Wednesday, June 8, 2022

08 June 2022

Eight-day of June and it is horrible.

Yesterday was dreadful. There was another fight and I completely collapsed, emotionally and mentally. And, in some ways, physically too from all the crying and screaming. I am quailing at the thought of another year under this roof and if I don't get a job after that, I might be stuck here. I won't be able to survive any more of this. Constant derision and disturbances have shaken me to the core. That is why zero prospects of work leads have driven me crazy and that is what I have been crying here about in my previous entries. I am unable to function like a normal or reasonable human being. I am unable to create thoughts. No imagination. It seems as if my subconsciousness has desensitized. I have lost the sense of taste for any kind of desire or want. I do not crave anything. Passion is sitting dead on a chair, strangulated by constant headaches and bitterness.

I cried like an infant animal, legs stuck somewhere in a dark ditch. Scratching my arms to pieces. Trying to get out of something. I often stare at the mirror when I cry. I stare at the helplessness in my eyes. The impotence of my body to fight for me. Slipping on my tears into this horrendous existential crisis, I get trapped by my dearth of everything. I have nothing yet I feel constrained to live further like a punishment for being born. I found myself begging. To whom? I don't know. Just, pure shameless begging to be extricated from the jaws of a pathetic life.

Today has been nothing but an extension of yesterday's agony. Consuming every single bone of my body. Making me sick of my humanness. Contriving me into feeling all the grim and grisly points of life. It is nauseating to even exist in this flesh. I just keep hoping some egress to break open. Then, I can leave this mortal coil behind to wind up on its own.

I am unable to swallow food, and I can only remember a few words of poetry.

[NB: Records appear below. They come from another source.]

//! Best-effort field extraction for responses that fail strict decoding.
//!
//! The dominant failure mode of model-generated "JSON" is breakage at the
//! array level (a stray trailing comma, a chatty preamble) while the
//! individual object bodies stay line-oriented and recognizable. So instead
//! of repairing the JSON, the text is split into per-record fragments at the
//! `},{` boundary between sibling objects, and each fragment is scanned line
//! by line for known field markers. Anything that cannot be recovered takes
//! its documented default. This is a heuristic, not a parser: it does not
//! handle nested objects or arrays-within-arrays, and a degraded but
//! complete recipe is preferred over no recipe.

use crate::model::Recipe;

/// Boundary between sibling objects, the one piece of array syntax the
/// splitter relies on.
const RECORD_DELIMITER: &str = "},{";

/// Extracts one recipe per `},{`-delimited fragment.
///
/// Every fragment yields exactly one record, even a fragment with no
/// recognizable fields (which yields an all-default recipe). Each record
/// gets a freshly generated id.
pub fn extract_recipes(text: &str) -> Vec<Recipe> {
    text.split(RECORD_DELIMITER).map(extract_recipe).collect()
}

/// Scans a fragment's lines for field markers. A line feeds at most one
/// field; markers are tried in a fixed priority order and the first match
/// wins.
fn extract_recipe(fragment: &str) -> Recipe {
    let mut recipe = Recipe::default();

    for line in fragment.lines() {
        if line.contains("\"name\":") {
            recipe.name = scalar_value(line);
        } else if line.contains("\"ingredients\":") {
            recipe.ingredients = sequence_value(line);
        } else if line.contains("\"instructions\":") {
            recipe.instructions = sequence_value(line);
        } else if line.contains("\"prepTime\":") {
            recipe.prep_time = scalar_value(line).parse().unwrap_or(0);
        } else if line.contains("\"requiredAppliances\":") {
            recipe.required_appliances = sequence_value(line);
        } else if line.contains("\"isVegetarian\":") {
            recipe.is_vegetarian = bool_value(line);
        } else if line.contains("\"isVegan\":") {
            recipe.is_vegan = bool_value(line);
        } else if line.contains("\"isGlutenFree\":") {
            recipe.is_gluten_free = bool_value(line);
        } else if line.contains("\"isDairyFree\":") {
            recipe.is_dairy_free = bool_value(line);
        }
    }

    recipe
}

/// Everything after the first colon, cleaned up. Joining after the first
/// colon keeps colons inside the value intact.
fn scalar_value(line: &str) -> String {
    let value = line.splitn(2, ':').nth(1).unwrap_or("");
    value
        .trim()
        .replace('"', "")
        .trim_end_matches(',')
        .trim()
        .to_string()
}

fn bool_value(line: &str) -> bool {
    scalar_value(line).to_lowercase() == "true"
}

/// Same colon split as [`scalar_value`], then the bracketed list is split
/// on commas with empty elements dropped.
fn sequence_value(line: &str) -> Vec<String> {
    let value = line.splitn(2, ':').nth(1).unwrap_or("");
    value
        .replace(['[', ']', '"'], "")
        .split(',')
        .map(str::trim)
        .filter(|element| !element.is_empty())
        .map(String::from)
        .collect()
}

#[cfg(test)]
mod tests {
    use super::*;

    const FRAGMENT: &str = r#"{
        "name": "Vegetable Stir-Fry",
        "ingredients": ["Mixed vegetables", "Tofu", "Soy sauce"],
        "instructions": ["Chop vegetables", "Fry tofu", "Add sauce"],
        "prepTime": 25,
        "requiredAppliances": ["Wok", "Stove"],
        "isVegetarian": true,
        "isVegan": true,
        "isGlutenFree": true,
        "isDairyFree": true
    }"#;

    #[test]
    fn test_extracts_all_fields_from_fragment() {
        let recipes = extract_recipes(FRAGMENT);
        assert_eq!(recipes.len(), 1);

        let recipe = &recipes[0];
        assert_eq!(recipe.name, "Vegetable Stir-Fry");
        assert_eq!(
            recipe.ingredients,
            vec!["Mixed vegetables", "Tofu", "Soy sauce"]
        );
        assert_eq!(
            recipe.instructions,
            vec!["Chop vegetables", "Fry tofu", "Add sauce"]
        );
        assert_eq!(recipe.prep_time, 25);
        assert_eq!(recipe.required_appliances, vec!["Wok", "Stove"]);
        assert!(recipe.is_vegetarian && recipe.is_vegan);
        assert!(recipe.is_gluten_free && recipe.is_dairy_free);
    }

    #[test]
    fn test_one_record_per_delimiter_fragment() {
        let text = "\"name\": \"A\"\n},{\n\"name\": \"B\"\n},{\n\"name\": \"C\"";
        let recipes = extract_recipes(text);
        assert_eq!(recipes.len(), 3);
        assert_eq!(recipes[0].name, "A");
        assert_eq!(recipes[1].name, "B");
        assert_eq!(recipes[2].name, "C");
    }

    #[test]
    fn test_unrecognizable_fragment_yields_default_record() {
        let recipes = extract_recipes("the model apologizes for the confusion");
        assert_eq!(recipes.len(), 1);

        let recipe = &recipes[0];
        assert_eq!(recipe.name, "");
        assert!(recipe.ingredients.is_empty());
        assert!(recipe.instructions.is_empty());
        assert_eq!(recipe.prep_time, 0);
        assert!(recipe.required_appliances.is_empty());
        assert!(!recipe.is_vegetarian && !recipe.is_vegan);
        assert!(!recipe.is_gluten_free && !recipe.is_dairy_free);
    }

    #[test]
    fn test_empty_input_yields_one_default_record() {
        let recipes = extract_recipes("");
        assert_eq!(recipes.len(), 1);
        assert_eq!(recipes[0], Recipe { id: recipes[0].id, ..Recipe::default() });
    }

    #[test]
    fn test_non_numeric_prep_time_defaults_to_zero() {
        let recipes = extract_recipes("\"prepTime\": \"fast\",\n\"name\": \"Smoothie\"");
        assert_eq!(recipes[0].prep_time, 0);
        assert_eq!(recipes[0].name, "Smoothie");
    }

    #[test]
    fn test_value_with_interior_colon_survives() {
        let recipes = extract_recipes("\"name\": \"Breakfast: the easy way\",");
        assert_eq!(recipes[0].name, "Breakfast: the easy way");
    }

    #[test]
    fn test_boolean_parsing_is_strict() {
        let recipes = extract_recipes("\"isVegan\": True,\n\"isVegetarian\": yes,");
        // "True" lowercases to "true"; "yes" does not
        assert!(recipes[0].is_vegan);
        assert!(!recipes[0].is_vegetarian);
    }

    #[test]
    fn test_sequence_drops_empty_elements() {
        let recipes = extract_recipes("\"ingredients\": [\"Eggs\", , \"Flour\", \"\"],");
        assert_eq!(recipes[0].ingredients, vec!["Eggs", "Flour"]);
    }

    #[test]
    fn test_first_marker_wins_per_line() {
        // Priority order says "name" is tried before "ingredients"
        let recipes = extract_recipes("\"name\": \"Salad\" \"ingredients\": [\"Lettuce\"]");
        assert_eq!(recipes[0].name, "Salad ingredients: [Lettuce]");
        assert!(recipes[0].ingredients.is_empty());
    }

    #[test]
    fn test_fresh_ids_per_extraction() {
        let recipes = extract_recipes("\"name\": \"A\"\n},{\n\"name\": \"A\"");
        assert_ne!(recipes[0].id, recipes[1].id);
    }
}
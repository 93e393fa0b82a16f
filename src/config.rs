use config::{Config, ConfigError, Environment, File};
use serde::Deserialize;
use std::collections::HashMap;

/// Application configuration for recipe generation.
#[derive(Debug, Deserialize, Clone)]
pub struct AppConfig {
    /// Provider used when the caller does not name one
    #[serde(default = "default_provider")]
    pub default_provider: String,
    /// Map of provider name to provider configuration
    pub providers: HashMap<String, ProviderConfig>,
    /// Request timeout in seconds
    #[serde(default = "default_timeout")]
    pub timeout: u64,
}

/// Configuration for a specific LLM provider
#[derive(Debug, Deserialize, Clone)]
pub struct ProviderConfig {
    /// Whether this provider is enabled
    pub enabled: bool,
    /// Model identifier (e.g., "gpt-4o", "llama3")
    pub model: String,
    /// Temperature for generation (0.0-1.0)
    #[serde(default = "default_temperature")]
    pub temperature: f32,
    /// Maximum tokens to generate
    #[serde(default = "default_max_tokens")]
    pub max_tokens: u32,
    /// API key for authentication (can also be set via environment variable)
    pub api_key: Option<String>,
    /// Base URL for API endpoint (for local or proxy endpoints)
    pub base_url: Option<String>,
}

fn default_provider() -> String {
    "openai".to_string()
}

fn default_temperature() -> f32 {
    0.7
}

fn default_max_tokens() -> u32 {
    2000
}

fn default_timeout() -> u64 {
    30
}

impl AppConfig {
    /// Load configuration from file and environment variables.
    ///
    /// Priority (highest to lowest):
    /// 1. Environment variables with HUNGRY__ prefix
    /// 2. config.toml file in current directory
    /// 3. Default values
    ///
    /// Environment variable format: HUNGRY__PROVIDERS__OPENAI__API_KEY
    pub fn load() -> Result<Self, ConfigError> {
        let settings = Config::builder()
            .add_source(File::with_name("config").required(false))
            .add_source(
                Environment::with_prefix("HUNGRY")
                    .separator("__")
                    .try_parsing(true),
            )
            .build()?;

        settings.try_deserialize()
    }
}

"We lose June. We lose July. In
August we look in mirrors and
want to die."
- Kim Addonizio, from "The Women", Wild Nights: New and Selected Poems.

Today's mood: ...

- Oizys.

Monday, June 6, 2022

06 June 2022

The sixth day of the June and yesterday was the first day I missed an entry here. How quickly I somersaulted on my own words, is mortifying. The day before yesterday, I sewed some really big words here about crawling my way forward but, last night I just let go completely and fell into the rabbit hole of tears and fears. I failed my words which is not surprising. Yesterday, I finished the marathon, made my submission and I started to watch this new TV show until I realized I was just breaking down continuously. Getting cut off by multiple self-directed mini-manic episodes, I got tired and shut the show instead.

I woke up this morning but couldn't find a single reason or a work to get up to. Have been stifling my breakdowns all day today, and it is becoming an icy volcano bubbling with teary lava. The reason you ask, but I do not know. It is so difficult to pinpoint what crippled my crust so austere that led to this breakthrough of magma of woe and anguish. Every time, I go to pieces, it feels like chambers of embers and reservoirs of lava burst open and floods my mind. Then, I spend days dusting off the powdery ash and wiping the unguent remains before it runs around and compacts my mind and entire corporeal into a boulder of self-abhorrence. But, no matter what I do to make myself believe that I have undone this caldera, I can not escape the destruction that has been done leaving behind a trail of minacious zones.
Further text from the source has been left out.